アイヌ以外にも北海道に住んでいた『謎の海洋民族』とは?【眠れなくなるほど面白い 図解 北海道の話】

12世紀頃に消えたオホーツク文化

北海道の先住民族というと、アイヌ民族を思い浮かべる人が多いと思います。しかし、昔の北海道には、アイヌとは異なるルーツや文化を持つ人々も暮らしていました。

約3万年前の後期旧石器時代、北海道はまだユーラシア大陸とつながっていました。その頃、シベリアからマンモスやオオツノジカを追ってやってきた人々が、北海道に最初に住んだと考えられています。その後、約1万2000年前に氷河期が終わり気候が暖かくなると、本州からも人々がやってきて、津軽海峡を挟んで北海道と東北北部に縄文文化が広がりました。この縄文人が、アイヌ民族の祖先と考えられています。

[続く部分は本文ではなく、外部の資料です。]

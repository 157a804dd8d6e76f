//! tvrelay: pairing-code relay between TV receivers and remote controllers.

mod cli;

use std::process::ExitCode;

use tracing_subscriber::EnvFilter;
use tvrelay_server::RelayServer;

const DEFAULT_LOG_FILTER: &str = "tvrelay_server=info,tvrelay_config=info";

#[tokio::main]
async fn main() -> ExitCode {
    let args = cli::parse();

    let filter = match &args.log_level {
        Some(level) => EnvFilter::new(level),
        None => EnvFilter::try_from_default_env().unwrap_or_else(|_| EnvFilter::new(DEFAULT_LOG_FILTER)),
    };
    tracing_subscriber::fmt().with_env_filter(filter).init();

    let mut config = match tvrelay_config::load_config(args.config.as_deref()) {
        Ok(config) => config,
        Err(e) => {
            tracing::error!(error = %e, "Failed to load config");
            return ExitCode::FAILURE;
        }
    };
    args.apply(&mut config);
    if let Err(e) = tvrelay_config::validation::validate(&config) {
        tracing::error!(error = %e, "Invalid command-line overrides");
        return ExitCode::FAILURE;
    }

    let server = RelayServer::new(config);
    match server.serve(shutdown_signal()).await {
        Ok(()) => ExitCode::SUCCESS,
        Err(e) => {
            tracing::error!(error = %e, "tvrelay failed");
            ExitCode::FAILURE
        }
    }
}

async fn shutdown_signal() {
    match tokio::signal::ctrl_c().await {
        Ok(()) => tracing::info!("Shutdown requested"),
        Err(e) => {
            tracing::warn!(error = %e, "Could not listen for Ctrl-C, running until killed");
            std::future::pending::<()>().await;
        }
    }
}
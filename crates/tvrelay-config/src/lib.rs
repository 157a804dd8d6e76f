//! tvrelay configuration.
//!
//! TOML-based configuration with validation. All sections use defaults, so
//! an empty or partial file works out of the box.

pub mod schema;
pub mod toml_loader;
pub mod validation;

pub use schema::{ConnectionConfig, HttpConfig, PairingConfig, ServerConfig, TvRelayConfig};

use std::path::Path;
use tvrelay_common::ConfigError;

/// Load and validate config.
///
/// Reads `path` when given, otherwise the platform default location (falling
/// back to defaults when that file does not exist).
pub fn load_config(path: Option<&Path>) -> Result<TvRelayConfig, ConfigError> {
    let config = match path {
        Some(path) => toml_loader::load_from_path(path)?,
        None => toml_loader::load_default()?,
    };

    validation::validate(&config)?;
    Ok(config)
}
use std::path::PathBuf;

#[derive(Debug, thiserror::Error)]
pub enum ConfigError {
    #[error("config file not found: {0}")]
    FileNotFound(PathBuf),

    #[error("config parse error: {0}")]
    ParseError(String),

    #[error("config validation error: {0}")]
    ValidationError(String),
}

/// Failures surfaced by the session registry and the control relay.
///
/// `MissingParameter` and `CodeNotFound` are normal outcomes at the HTTP
/// boundary; their `Display` text is the response body clients expect.
#[derive(Debug, Clone, PartialEq, Eq, thiserror::Error)]
pub enum RelayError {
    #[error("{0}")]
    MissingParameter(String),

    #[error("TVCode Not Found")]
    CodeNotFound,

    #[error("no free pairing code after {attempts} attempts")]
    CapacityExhausted { attempts: u32 },

    #[error("transport error: {0}")]
    Transport(String),
}

#[derive(Debug, thiserror::Error)]
pub enum TvRelayError {
    #[error(transparent)]
    Config(#[from] ConfigError),

    #[error(transparent)]
    Io(#[from] std::io::Error),
}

時代が進み、5世紀頃(本州が古墳時代だった頃)、サハリン南部や北海道の北部・東部、南千島のオホーツク海沿岸に、オホーツク文化が生まれました。この文化を作ったのは、サハリンから来た海の民で、狩猟や漁業を主に暮らしていました。彼らは「謎の海洋民族」とも呼ばれ、詳しいことはまだよくわかっていません。現在、ロシアの少数民族であるニブフの祖先だったという説が有力です。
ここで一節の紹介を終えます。